7. I got it thank you very much
DeMorgan's
$
S\backslash \left( {\bigcup\nolimits_{\lambda \in \Lambda } {A_\lambda } } \right) = \bigcap\nolimits_{\lambda \in \Lambda } {(S\backslash A_\lambda )}

$

$
S\backslash \left( {\bigcap\nolimits_{\lambda \in \Lambda } {A_\lambda } } \right) = \bigcup\nolimits_{\lambda \in \Lambda } {(S\backslash A_\lambda )}

$

But how can I use the second one to simplify:
$
R\backslash \bigcap\limits_{n = 1}^\infty {\left( { - \frac{1}
{n},\frac{1}
{n}} \right)}

$
?

8. You all have wasted a good deal of effort: because I answered that question in the first response.
Why don’t you read before responding?

9. Originally Posted by powderteacher
I got it thank you very much
DeMorgan's
$
S\backslash \left( {\bigcup\nolimits_{\lambda \in \Lambda } {A_\lambda } } \right) = \bigcap\nolimits_{\lambda \in \Lambda } {(S\backslash A_\lambda )}

$

$
S\backslash \left( {\bigcap\nolimits_{\lambda \in \Lambda } {A_\lambda } } \right) = \bigcup\nolimits_{\lambda \in \Lambda } {(S\backslash A_\lambda )}

$

But how can I use the second one to simplify:
$
R\backslash \bigcap\limits_{n = 1}^\infty {\left( { - \frac{1}
{n},\frac{1}
{n}} \right)}

$
?
as i said, DeMorgan's law is overkill here. i would not waste time applying DeMorgan's law.

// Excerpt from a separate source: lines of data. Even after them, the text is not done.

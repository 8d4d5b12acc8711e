//! Helpers shared by the `catalog` binary.

use std::path::Path;

use anyhow::Context;
use serde::Serialize;

/// Truncate a string to `max_len` characters, appending "..." if truncated.
pub fn truncate_string(s: &str, max_len: usize) -> String {
    if s.chars().count() <= max_len {
        s.to_string()
    } else {
        let kept: String = s.chars().take(max_len.saturating_sub(3)).collect();
        format!("{}...", kept)
    }
}

/// File name component of `path`, as the name the upload is recorded under.
pub fn original_name(path: &Path) -> anyhow::Result<String> {
    path.file_name()
        .and_then(|n| n.to_str())
        .map(str::to_string)
        .with_context(|| format!("{} has no usable file name", path.display()))
}

pub fn print_json(value: &impl Serialize) -> anyhow::Result<()> {
    let out = serde_json::to_string_pretty(value).context("Serialize output")?;
    println!("{}", out);
    Ok(())
}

but, by DeMorgan's law $\mathbb{R} \backslash \bigcap_{n = 1}^{\infty} \left( - \frac 1n, \frac 1n \right) = \bigcup_{n = 1}^{\infty} \left[ \mathbb{R} \backslash \left( - \frac 1n, \frac 1n \right) \right] =$ $\mathbb{R} \backslash (-1,1) \cup \mathbb{R} \backslash (-1/2, 1/2) \cup \mathbb{R} \backslash (-1/3,1/3) \cdots = \mathbb{R} \backslash \{ 0 \}$ which is what we had before...in one step

10. Originally Posted by Jhevon
as i said, DeMorgan's law is overkill here. i would not waste time applying DeMorgan's law.

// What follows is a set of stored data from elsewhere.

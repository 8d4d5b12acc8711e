//! Configuration module
//!
//! Worker, storage, database and broadcast settings, read from the environment (with
//! `.env` support through `dotenvy`).

use std::env;
use std::path::PathBuf;
use std::str::FromStr;

const DB_MAX_CONNECTIONS: u32 = 20;
const DB_TIMEOUT_SECS: u64 = 30;
const STORAGE_PATH: &str = "./storage";
const JOB_QUEUE_MAX_WORKERS: usize = 4;
const JOB_QUEUE_SIZE: usize = 1000;
const JOB_TRIES: u32 = 3;
const JOB_MAX_EXCEPTIONS: u32 = 3;
const JOB_TIMEOUT_SECS: u64 = 300;
const JOB_RETRY_BACKOFF_MS: u64 = 1000;
const BROADCAST_TIMEOUT_SECS: u64 = 10;
const BROADCAST_TOPIC_CAPACITY: usize = 256;
const WORKER_POLL_INTERVAL_MS: u64 = 5000;

/// Where lifecycle messages go.
#[derive(Clone, Copy, Debug, PartialEq, Eq)]
pub enum BroadcastBackend {
    /// In-process `tokio::sync::broadcast` topic.
    Topic,
    /// JSON POST to an external relay.
    Http,
}

impl FromStr for BroadcastBackend {
    type Err = anyhow::Error;

    fn from_str(s: &str) -> Result<Self, Self::Err> {
        match s.trim().to_lowercase().as_str() {
            "topic" | "memory" => Ok(BroadcastBackend::Topic),
            "http" | "webhook" => Ok(BroadcastBackend::Http),
            _ => Err(anyhow::anyhow!("Invalid BROADCAST_BACKEND: {}", s)),
        }
    }
}

#[derive(Clone, Debug)]
pub struct Config {
    pub environment: String,
    pub database_url: String,
    pub db_max_connections: u32,
    pub db_timeout_seconds: u64,
    pub storage_path: PathBuf,
    // Job queue
    pub job_queue_max_workers: usize,
    pub job_queue_size: usize,
    pub job_tries: u32,
    pub job_max_exceptions: u32,
    pub job_timeout_seconds: u64,
    pub job_retry_backoff_ms: u64,
    /// How often `catalog worker` looks for uploads submitted by other processes.
    pub worker_poll_interval_ms: u64,
    // Broadcast
    pub broadcast_backend: BroadcastBackend,
    pub broadcast_url: Option<String>,
    pub broadcast_secret: Option<String>,
    pub broadcast_timeout_seconds: u64,
    pub broadcast_topic_capacity: usize,
    // Logging
    pub log_json: bool,
}

impl Config {
    pub fn from_env() -> Result<Self, anyhow::Error> {
        dotenvy::dotenv().ok();
        Self::from_lookup(|key| env::var(key).ok())
    }

    /// Build the configuration from an arbitrary key lookup.
    pub fn from_lookup<F>(lookup: F) -> Result<Self, anyhow::Error>
    where
        F: Fn(&str) -> Option<String>,
    {
        let parse_or = |key: &str, default: &str| -> String {
            lookup(key)
                .map(|v| v.trim().to_string())
                .filter(|v| !v.is_empty())
                .unwrap_or_else(|| default.to_string())
        };

        let environment = lookup("ENVIRONMENT")
            .or_else(|| lookup("APP_ENV"))
            .unwrap_or_else(|| "development".to_string());

        let config = Config {
            environment,
            database_url: lookup("DATABASE_URL")
                .ok_or_else(|| anyhow::anyhow!("DATABASE_URL must be set"))?,
            db_max_connections: parse_number(
                "DB_MAX_CONNECTIONS",
                &parse_or("DB_MAX_CONNECTIONS", &DB_MAX_CONNECTIONS.to_string()),
            )?,
            db_timeout_seconds: parse_number(
                "DB_TIMEOUT_SECONDS",
                &parse_or("DB_TIMEOUT_SECONDS", &DB_TIMEOUT_SECS.to_string()),
            )?,
            storage_path: PathBuf::from(parse_or("STORAGE_PATH", STORAGE_PATH)),
            job_queue_max_workers: parse_number(
                "JOB_QUEUE_MAX_WORKERS",
                &parse_or("JOB_QUEUE_MAX_WORKERS", &JOB_QUEUE_MAX_WORKERS.to_string()),
            )?,
            job_queue_size: parse_number(
                "JOB_QUEUE_SIZE",
                &parse_or("JOB_QUEUE_SIZE", &JOB_QUEUE_SIZE.to_string()),
            )?,
            job_tries: parse_number("JOB_TRIES", &parse_or("JOB_TRIES", &JOB_TRIES.to_string()))?,
            job_max_exceptions: parse_number(
                "JOB_MAX_EXCEPTIONS",
                &parse_or("JOB_MAX_EXCEPTIONS", &JOB_MAX_EXCEPTIONS.to_string()),
            )?,
            job_timeout_seconds: parse_number(
                "JOB_TIMEOUT_SECONDS",
                &parse_or("JOB_TIMEOUT_SECONDS", &JOB_TIMEOUT_SECS.to_string()),
            )?,
            job_retry_backoff_ms: parse_number(
                "JOB_RETRY_BACKOFF_MS",
                &parse_or("JOB_RETRY_BACKOFF_MS", &JOB_RETRY_BACKOFF_MS.to_string()),
            )?,
            worker_poll_interval_ms: parse_number(
                "WORKER_POLL_INTERVAL_MS",
                &parse_or("WORKER_POLL_INTERVAL_MS", &WORKER_POLL_INTERVAL_MS.to_string()),
            )?,
            broadcast_backend: parse_or("BROADCAST_BACKEND", "topic").parse()?,
            broadcast_url: lookup("BROADCAST_URL").filter(|s| !s.trim().is_empty()),
            broadcast_secret: lookup("BROADCAST_SECRET").filter(|s| !s.is_empty()),
            broadcast_timeout_seconds: parse_number(
                "BROADCAST_TIMEOUT_SECONDS",
                &parse_or(
                    "BROADCAST_TIMEOUT_SECONDS",
                    &BROADCAST_TIMEOUT_SECS.to_string(),
                ),
            )?,
            broadcast_topic_capacity: parse_number(
                "BROADCAST_TOPIC_CAPACITY",
                &parse_or(
                    "BROADCAST_TOPIC_CAPACITY",
                    &BROADCAST_TOPIC_CAPACITY.to_string(),
                ),
            )?,
            log_json: parse_or("LOG_FORMAT", "text").eq_ignore_ascii_case("json"),
        };

        Ok(config)
    }

    pub fn validate(&self) -> Result<(), anyhow::Error> {
        if !self.database_url.starts_with("postgres://")
            && !self.database_url.starts_with("postgresql://")
        {
            return Err(anyhow::anyhow!(
                "DATABASE_URL must be a valid PostgreSQL connection string"
            ));
        }

        if self.job_queue_max_workers == 0 || self.job_queue_size == 0 {
            return Err(anyhow::anyhow!(
                "JOB_QUEUE_MAX_WORKERS and JOB_QUEUE_SIZE must be greater than zero"
            ));
        }

        if self.job_tries == 0 || self.job_max_exceptions == 0 {
            return Err(anyhow::anyhow!(
                "JOB_TRIES and JOB_MAX_EXCEPTIONS must be greater than zero"
            ));
        }

        if self.job_timeout_seconds == 0 {
            return Err(anyhow::anyhow!("JOB_TIMEOUT_SECONDS must be greater than zero"));
        }

        if self.worker_poll_interval_ms == 0 {
            return Err(anyhow::anyhow!(
                "WORKER_POLL_INTERVAL_MS must be greater than zero"
            ));
        }

        if self.broadcast_backend == BroadcastBackend::Http && self.broadcast_url.is_none() {
            return Err(anyhow::anyhow!(
                "BROADCAST_BACKEND=http requires BROADCAST_URL to be set"
            ));
        }

        if self.broadcast_topic_capacity == 0 {
            return Err(anyhow::anyhow!(
                "BROADCAST_TOPIC_CAPACITY must be greater than zero"
            ));
        }

        Ok(())
    }
}

fn parse_number<T: FromStr>(key: &str, value: &str) -> Result<T, anyhow::Error> {
    value
        .parse::<T>()
        .map_err(|_| anyhow::anyhow!("{} must be a non-negative integer, got {:?}", key, value))
}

but, by DeMorgan's law $\mathbb{R} \backslash \bigcap_{n = 1}^{\infty} \left( - \frac 1n, \frac 1n \right) = \bigcup_{n = 1}^{\infty} \left[ \mathbb{R} \backslash \left( - \frac 1n, \frac 1n \right) \right] =$ $\mathbb{R} \backslash (-1,1) \cup \mathbb{R} \backslash (-1/2, 1/2) \cup \mathbb{R} \backslash (-1/3,1/3) \cdots = \mathbb{R} \backslash \{ 0 \}$ which is what we had before...in one step
thank you that is exactly what i needed help with